When I was Learning about Kubernetes Deployment I found that the pods were running on worker nodes but not giving me the output that I was expecting, Later I figured out that Deployments are primarily focused on managing the desired number of replicas of my application. So After diving further, I found out about DaemonSets.
What is a DaemonSet In Kubernetes?
A DaemonSet design ensures that a single pod will run on each worker node. It shows that we can't scale its pods in a node. And if somehow the DaemonSet pod gets deleted then the DaemonSet controller will create it again. When nodes join the cluster, Pods are provisioned onto them, and when nodes leave the cluster, the associated Pods are automatically removed through garbage collection. Deleting a DaemonSet will trigger the cleanup of the Pods it had previously deployed.
let's understand DaemonSe with an example .. suppose there are 500 worker nodes and you deploy a DaemonSet, the DaemonSet controller will run one pod per worker node by default. That is a total of 500 pods. But will be very expensive if we try this example in the real world. However, using nodeSelector, nodeAffinity, Taints, and Tolerations, you can restrict the daemonSet to run on specific nodes.

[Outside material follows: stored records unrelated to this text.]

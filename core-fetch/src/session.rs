//! Per-session caches wiring the library source and the catalog client
//! behind `LoadingModel`s.
//!
//! `ArtworkSession` owns one cache of candidate artwork URLs and one cache
//! of decoded library images, both keyed by entity. The caches are the
//! single-flight layer: a model is only constructed and loaded when the
//! entity is neither settled nor already in flight, so concurrent requests
//! for the same entity collapse into one load.

use std::collections::{HashMap, HashSet};
use std::sync::Arc;

use bytes::Bytes;
use core_artwork::{gather_missing_artwork, MissingArtwork};
use core_loading::{BoxLoader, LoadingModel, LoadingState};
use futures::FutureExt;
use provider_apple_catalog::CatalogSearchClient;
use tokio::sync::Mutex;
use tracing::{debug, info};

use crate::error::{FetchError, Result};
use crate::source::MediaLibrarySource;

/// A decoded image together with the original encoded bytes.
///
/// Decoding happens once at load time so that dimensions are available to
/// callers without re-parsing, and so that undecodable payloads surface as
/// an error instead of a value.
#[derive(Debug, Clone, PartialEq, Eq)]
pub struct ArtworkImage {
    pub width: u32,
    pub height: u32,
    pub bytes: Bytes,
}

impl ArtworkImage {
    fn decode(bytes: Bytes) -> Result<Self> {
        let decoded = image::load_from_memory(&bytes)
            .map_err(|err| FetchError::ImageDecode(err.to_string()))?;
        Ok(Self {
            width: decoded.width(),
            height: decoded.height(),
            bytes,
        })
    }
}

/// Settled models plus in-flight markers for one kind of per-entity value.
struct EntityCache<T> {
    settled: HashMap<MissingArtwork, LoadingModel<MissingArtwork, T, FetchError>>,
    in_flight: HashSet<MissingArtwork>,
}

impl<T> Default for EntityCache<T> {
    fn default() -> Self {
        Self {
            settled: HashMap::new(),
            in_flight: HashSet::new(),
        }
    }
}

/// One browsing session over a media library's artwork gaps.
pub struct ArtworkSession {
    source: Arc<dyn MediaLibrarySource>,
    url_loader: BoxLoader<MissingArtwork, Vec<String>, FetchError>,
    image_loader: BoxLoader<MissingArtwork, ArtworkImage, FetchError>,
    urls: Mutex<EntityCache<Vec<String>>>,
    images: Mutex<EntityCache<ArtworkImage>>,
    repaired: Mutex<HashSet<MissingArtwork>>,
}

impl ArtworkSession {
    pub fn new(source: Arc<dyn MediaLibrarySource>, catalog: Arc<CatalogSearchClient>) -> Self {
        Self {
            url_loader: url_loader(catalog),
            image_loader: image_loader(Arc::clone(&source)),
            source,
            urls: Mutex::new(EntityCache::default()),
            images: Mutex::new(EntityCache::default()),
            repaired: Mutex::new(HashSet::new()),
        }
    }

    /// Scans the library and returns every album with missing artwork,
    /// sorted by description.
    pub async fn gather(&self) -> Result<Vec<MissingArtwork>> {
        let records = self.source.track_records().await?;
        debug!(tracks = records.len(), "scanned library tracks");
        let mut entities = gather_missing_artwork(&records);
        entities.sort();
        info!(albums = entities.len(), "gathered albums with missing artwork");
        Ok(entities)
    }

    /// Loads (or returns the cached outcome of) the catalog artwork URL
    /// search for one entity. A call that finds the entity already in
    /// flight returns `Loading` without issuing a second search.
    pub async fn load_candidate_urls(
        &self,
        entity: &MissingArtwork,
    ) -> LoadingState<Vec<String>, FetchError> {
        load_entry(&self.urls, entity, &self.url_loader).await
    }

    /// Current state of the URL cache for one entity without loading.
    pub async fn candidate_urls(
        &self,
        entity: &MissingArtwork,
    ) -> LoadingState<Vec<String>, FetchError> {
        peek(&self.urls, entity).await
    }

    /// Loads (or returns the cached outcome of) the library-matched image
    /// for one entity, decoded and sized.
    pub async fn load_image(
        &self,
        entity: &MissingArtwork,
    ) -> LoadingState<ArtworkImage, FetchError> {
        load_entry(&self.images, entity, &self.image_loader).await
    }

    /// Current state of the image cache for one entity without loading.
    pub async fn image(&self, entity: &MissingArtwork) -> LoadingState<ArtworkImage, FetchError> {
        peek(&self.images, entity).await
    }

    /// Records that artwork for the entity has been written back to the
    /// library during this session.
    pub async fn mark_repaired(&self, entity: &MissingArtwork) {
        self.repaired.lock().await.insert(entity.clone());
    }

    pub async fn is_repaired(&self, entity: &MissingArtwork) -> bool {
        self.repaired.lock().await.contains(entity)
    }

    pub async fn repaired_count(&self) -> usize {
        self.repaired.lock().await.len()
    }
}

fn url_loader(
    catalog: Arc<CatalogSearchClient>,
) -> BoxLoader<MissingArtwork, Vec<String>, FetchError> {
    Arc::new(move |context| {
        let catalog = Arc::clone(&catalog);
        async move {
            let entity = context
                .ok_or_else(|| FetchError::Source("url loader invoked without an entity".into()))?;
            let urls = catalog.search_artwork_urls(&entity).await?;
            Ok(urls)
        }
        .boxed()
    })
}

fn image_loader(
    source: Arc<dyn MediaLibrarySource>,
) -> BoxLoader<MissingArtwork, ArtworkImage, FetchError> {
    Arc::new(move |context| {
        let source = Arc::clone(&source);
        async move {
            let entity = context.ok_or_else(|| {
                FetchError::Source("image loader invoked without an entity".into())
            })?;
            let bytes = source.matching_image(&entity).await?;
            ArtworkImage::decode(bytes)
        }
        .boxed()
    })
}

/// Single-flight load: a settled model wins, an in-flight marker short
/// circuits to `Loading`, and only otherwise is a fresh model loaded. The
/// lock is not held across the load itself.
async fn load_entry<T>(
    cache: &Mutex<EntityCache<T>>,
    entity: &MissingArtwork,
    loader: &BoxLoader<MissingArtwork, T, FetchError>,
) -> LoadingState<T, FetchError>
where
    T: Clone,
{
    {
        let mut guard = cache.lock().await;
        if let Some(model) = guard.settled.get(entity) {
            return model.snapshot();
        }
        if !guard.in_flight.insert(entity.clone()) {
            return LoadingState::Loading;
        }
    }

    let mut model = LoadingModel::new(Arc::clone(loader));
    model.load(Some(entity.clone())).await;

    let mut guard = cache.lock().await;
    guard.in_flight.remove(entity);
    let state = model.snapshot();
    guard.settled.insert(entity.clone(), model);
    state
}

async fn peek<T>(
    cache: &Mutex<EntityCache<T>>,
    entity: &MissingArtwork,
) -> LoadingState<T, FetchError>
where
    T: Clone,
{
    let guard = cache.lock().await;
    if let Some(model) = guard.settled.get(entity) {
        model.snapshot()
    } else if guard.in_flight.contains(entity) {
        LoadingState::Loading
    } else {
        LoadingState::Idle
    }
}
//! HTTP client abstraction.
//!
//! The catalog traffic this workspace generates is read-only: authenticated
//! GETs against a search endpoint plus image downloads. The trait keeps that
//! surface small while allowing mock implementations in tests.

use async_trait::async_trait;
use bytes::Bytes;
use serde::de::DeserializeOwned;
use std::collections::HashMap;
use std::time::Duration;

use crate::error::{HttpError, Result};

/// HTTP method types.
#[derive(Debug, Clone, Copy, PartialEq, Eq)]
pub enum HttpMethod {
    Get,
    Head,
}

/// HTTP request builder.
#[derive(Debug, Clone)]
pub struct HttpRequest {
    pub method: HttpMethod,
    pub url: String,
    pub headers: HashMap<String, String>,
    pub timeout: Option<Duration>,
}

impl HttpRequest {
    pub fn new(method: HttpMethod, url: impl Into<String>) -> Self {
        Self {
            method,
            url: url.into(),
            headers: HashMap::new(),
            timeout: None,
        }
    }

    pub fn get(url: impl Into<String>) -> Self {
        Self::new(HttpMethod::Get, url)
    }

    pub fn header(mut self, key: impl Into<String>, value: impl Into<String>) -> Self {
        self.headers.insert(key.into(), value.into());
        self
    }

    pub fn bearer_token(self, token: impl Into<String>) -> Self {
        self.header("Authorization", format!("Bearer {}", token.into()))
    }

    pub fn timeout(mut self, duration: Duration) -> Self {
        self.timeout = Some(duration);
        self
    }
}

/// HTTP response.
#[derive(Debug, Clone)]
pub struct HttpResponse {
    pub status: u16,
    pub headers: HashMap<String, String>,
    pub body: Bytes,
}

impl HttpResponse {
    /// Parse response body as JSON.
    pub fn json<T: DeserializeOwned>(&self) -> Result<T> {
        serde_json::from_slice(&self.body)
            .map_err(|e| HttpError::Decode(format!("JSON deserialization failed: {}", e)))
    }

    /// Get response body as UTF-8 string.
    pub fn text(&self) -> Result<String> {
        String::from_utf8(self.body.to_vec())
            .map_err(|e| HttpError::Decode(format!("Invalid UTF-8: {}", e)))
    }

    /// Check if response status is successful (2xx).
    pub fn is_success(&self) -> bool {
        (200..300).contains(&self.status)
    }
}

/// Retry policy configuration.
#[derive(Debug, Clone)]
pub struct RetryPolicy {
    /// Maximum number of attempts, including the first.
    pub max_attempts: u32,
    /// Base delay between retries.
    pub base_delay: Duration,
    /// Maximum delay between retries.
    pub max_delay: Duration,
    /// Whether to use exponential backoff.
    pub use_exponential_backoff: bool,
}

impl Default for RetryPolicy {
    fn default() -> Self {
        Self {
            max_attempts: 3,
            base_delay: Duration::from_millis(100),
            max_delay: Duration::from_secs(30),
            use_exponential_backoff: true,
        }
    }
}

/// Async HTTP client trait.
///
/// Implementations handle connection pooling, TLS, and retry with backoff.
/// Callers inject bearer tokens per request; token minting is out of scope.
#[async_trait]
pub trait HttpClient: Send + Sync {
    /// Execute an HTTP request.
    async fn execute(&self, request: HttpRequest) -> Result<HttpResponse>;

    /// Execute an HTTP request with a custom retry policy.
    async fn execute_with_retry(
        &self,
        request: HttpRequest,
        policy: RetryPolicy,
    ) -> Result<HttpResponse> {
        let _ = policy;
        self.execute(request).await
    }
}
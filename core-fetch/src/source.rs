//! Media library source capability.
//!
//! Two concrete backends exist outside this workspace (a streaming-service
//! library and a legacy desktop media library); both are interchangeable
//! behind this one trait, selected via [`SourceKind`] at composition time
//! rather than special-cased at call sites.

use crate::error::Result;
use async_trait::async_trait;
use bytes::Bytes;
use core_artwork::{MissingArtwork, TrackRecord};
use serde::{Deserialize, Serialize};

/// Which library backend to bind at composition time.
#[derive(Debug, Clone, Copy, PartialEq, Eq, Serialize, Deserialize, Default)]
#[serde(rename_all = "snake_case")]
pub enum SourceKind {
    /// Streaming-service library.
    #[default]
    Streaming,
    /// Legacy desktop media library.
    LegacyDesktop,
}

/// Capability interface over a media library.
#[async_trait]
pub trait MediaLibrarySource: Send + Sync {
    /// Enumerates the raw track records of the whole library.
    ///
    /// A failure here is fatal to the aggregation pass and surfaced once.
    async fn track_records(&self) -> Result<Vec<TrackRecord>>;

    /// Returns the raw image bytes of a library track whose album already
    /// carries artwork and matches the given entity's identity.
    ///
    /// Returns [`FetchError::NoMatch`](crate::FetchError::NoMatch) when no
    /// such track exists.
    async fn matching_image(&self, entity: &MissingArtwork) -> Result<Bytes>;
}

#[cfg(test)]
mod tests {
    use super::*;

    #[test]
    fn source_kind_default_and_serde_names() {
        assert_eq!(SourceKind::default(), SourceKind::Streaming);
        assert_eq!(
            serde_json::to_string(&SourceKind::LegacyDesktop).unwrap(),
            r#""legacy_desktop""#
        );
        let parsed: SourceKind = serde_json::from_str(r#""streaming""#).unwrap();
        assert_eq!(parsed, SourceKind::Streaming);
    }
}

As an example, if you have a specific number of worker nodes dedicated to platform tools example Ingress, Nginx, logs etc... and want to run Daemonset related to platform tools only on the nodes labeled as platform tools. In this case, you can use the nodeSelector to run the DaemonSet pods only on the worker nodes dedicated to platform tooling.
Kubernetes Architecture with DaemonSet
Here is a Kubernetes architecture to analyze things better.
The Kubernetes cluster consists of one or more master nodes (control plane) responsible for managing the cluster and one or more worker nodes where applications run. Each worker node includes the Kube-proxy component, which runs as a daemon process.
Real-life Use Cases of Kubernetes DaemonSet
There are multiple use cases of DameonSet in the Kubernetes cluster. some of them are.
Cluster Log Collection:
Deploying a log collector like Fluentd, Logstash, or Fluent Bit on every node allows you to centralize Kubernetes logging data, making it easier to monitor and troubleshoot issues.
Centralized logging helps in aggregating logs from various containers and pods, allowing for easier analysis and alerting.
Cluster Monitoring:
Deploying monitoring agents like Grafana and Prometheus Node Exporter on every node collects node-level metrics such as CPU usage, memory usage, and disk space.
Prometheus can scrape these metrics and store them for later analysis and alerting, providing insights into the health of cluster nodes.
Security and Compliance:
Running tools like kube-bench on every node helps ensure that nodes comply with security benchmarks like CIS benchmarks. This enhances the security posture of the cluster.
Deploying security agents, intrusion detection systems, or vulnerability scanners on specific nodes with sensitive data helps identify and mitigate security threats.
Storage Provisioning:
Running a storage plugin or system on every node can provide shared storage resources to the entire cluster. This allows pods to access and persist data in a scalable and reliable manner.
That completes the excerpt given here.